I suppose you want me to contribute to the clincial software packages so that the import works too.

> Now you can multiply that zero with any factor you like. The result will unsurprisingly remain the same.

John, in business the "customer is always right".
The relationship between a doctor and a patient is not a business relationship, but the relationship between a GP and a pathologist is in most circumstances. Face it.

Yes well unfortunately thats the great tragedy of modern times...that even someone like you takes the core position that the relationship with the path firm is a business one - I guess that reflects my peers selling the farm to the ASX. Im afraid Im old school and I still envision myself as a real Doctor with something to contribute and am trying to develop a relationship with referring GPs in just the same context as a cardiologist or surgeon.
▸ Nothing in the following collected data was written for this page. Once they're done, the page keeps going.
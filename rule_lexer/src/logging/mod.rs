//! Global logging for the rule lexer
//!
//! Logging is opt-in: until `init_global_logging` (or the `_with_service`
//! variant) runs, every macro is a no-op.

pub mod codes;
pub mod config;
pub mod events;
#[macro_use]
pub mod macros;
pub mod service;

use std::sync::{Arc, OnceLock};

pub use codes::Code;
pub use events::{LogEvent, LogLevel};
pub use service::{
    ConsoleLogger, Logger, LoggingService, MemoryLogger, NullLogger, StructuredLogger,
};

static GLOBAL_LOGGER: OnceLock<Arc<LoggingService>> = OnceLock::new();

/// Initialize global logging from the runtime logging preferences
pub fn init_global_logging() -> Result<(), String> {
    init_global_logging_with_service(Arc::new(LoggingService::with_config()))
}

/// Initialize global logging with a caller-supplied service
pub fn init_global_logging_with_service(service: Arc<LoggingService>) -> Result<(), String> {
    config::validate_config().map_err(|e| format!("Configuration validation failed: {}", e))?;

    for code in [
        codes::system::INTERNAL_ERROR,
        codes::lexical::PARSE_ERROR,
        codes::lexical::TOO_MANY_OPENING_PARENTHESES,
        codes::lexical::TOO_MANY_CLOSING_PARENTHESES,
        codes::lexical::UNEXPECTED_ZERO_WIDTH_MATCH,
    ] {
        if codes::get_metadata(code.as_str()).is_none() {
            return Err(format!("Missing metadata for error code: {}", code));
        }
    }

    GLOBAL_LOGGER
        .set(service.clone())
        .map_err(|_| "Global logger already initialized")?;

    service.log_event(LogEvent::success(
        codes::success::SYSTEM_INITIALIZATION_COMPLETED,
        "Global logging system initialized",
    ));

    Ok(())
}

pub fn is_initialized() -> bool {
    GLOBAL_LOGGER.get().is_some()
}

pub fn try_get_global_logger() -> Option<&'static LoggingService> {
    GLOBAL_LOGGER.get().map(|service| service.as_ref())
}

/// Used by `log_error!`
pub fn log_error_with_context(
    code: Code,
    message: &str,
    span: Option<crate::utils::Span>,
    context: Vec<(&str, &str)>,
) {
    let Some(logger) = try_get_global_logger() else {
        return;
    };

    let mut event = LogEvent::error(code, message);
    if let Some(s) = span {
        event = event.with_span(s);
    }
    for (key, value) in context {
        event = event.with_context(key, value);
    }

    logger.log_event(event);
}

/// Used by `log_success!`
pub fn log_success_with_context(code: Code, message: &str, context: Vec<(&str, &str)>) {
    let Some(logger) = try_get_global_logger() else {
        return;
    };

    let mut event = LogEvent::success(code, message);
    for (key, value) in context {
        event = event.with_context(key, value);
    }

    logger.log_event(event);
}

/// Used by `log_info!`
pub fn log_info_with_context(message: &str, context: Vec<(&str, &str)>) {
    let Some(logger) = try_get_global_logger() else {
        return;
    };

    let mut event = LogEvent::info(message);
    for (key, value) in context {
        event = event.with_context(key, value);
    }

    logger.log_event(event);
}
Do unto others is where I sit. Treat pathologists with the same respect you treat other specialists. Would you expect or demand half what you are from clinical specialists that you seem to expect and demand from Pathology....
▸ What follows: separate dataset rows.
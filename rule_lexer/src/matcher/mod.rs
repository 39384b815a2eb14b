//! Token-stream pattern matching
//!
//! A [`Matcher`] describes one grammar fragment: a predicate over single
//! tokens plus a `[min, max]` repetition count. Combine with `|`, widen with
//! `star`/`plus` and negate leaves with `invert`.

pub mod combinator;
pub mod named;

pub use combinator::{Leaf, MatchOutcome, Matcher};
pub use named::NAMED_MATCHERS;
I dont hear cries to dump your favourite non IT literate cardiologist just cause he wont send you an encrypted letter. You might threaten too, but when it actually comes time to *not* send Mr Favourite old and dear Patient to Dr X and send him to young and not so good Dr Y who actually will send a report by email...Im guessing that most of you are stand up Docs who will in fact overlook the difference and send to Dr X...

Sure Ive got an axe to grind here. And I have tried so hard not to read this list lately too, I just get so depressed for the image of my discipline and these posts add to a long day.

> Nobody has demanded that you should roll out Argus yourself or convince your customer base to use it. All we said is that if you don't consider our preferred way of message delivery (that is a message in a standard atomic format (e.g. HL7) encrypted with a standard method (eg X.509, OpenPGP) sent via a standard protocol (eg SMTP) in a standard wrapper allowing acks (eg HL7) - Argus des all this and is available for free, but you can always roll your won if you don't like it) as at least one option you offer, we might not consider you as an option either.


In essence this thread is saying if I dont "use or support argus financially" I will lose referrers who will vote with their feet and move to a firm that does support argus. Did you miss that bit..seriously?

Bring on an open standard so you can use what you like and I can use what I like and we can all communicate reliably. You know I want open interoperable communication.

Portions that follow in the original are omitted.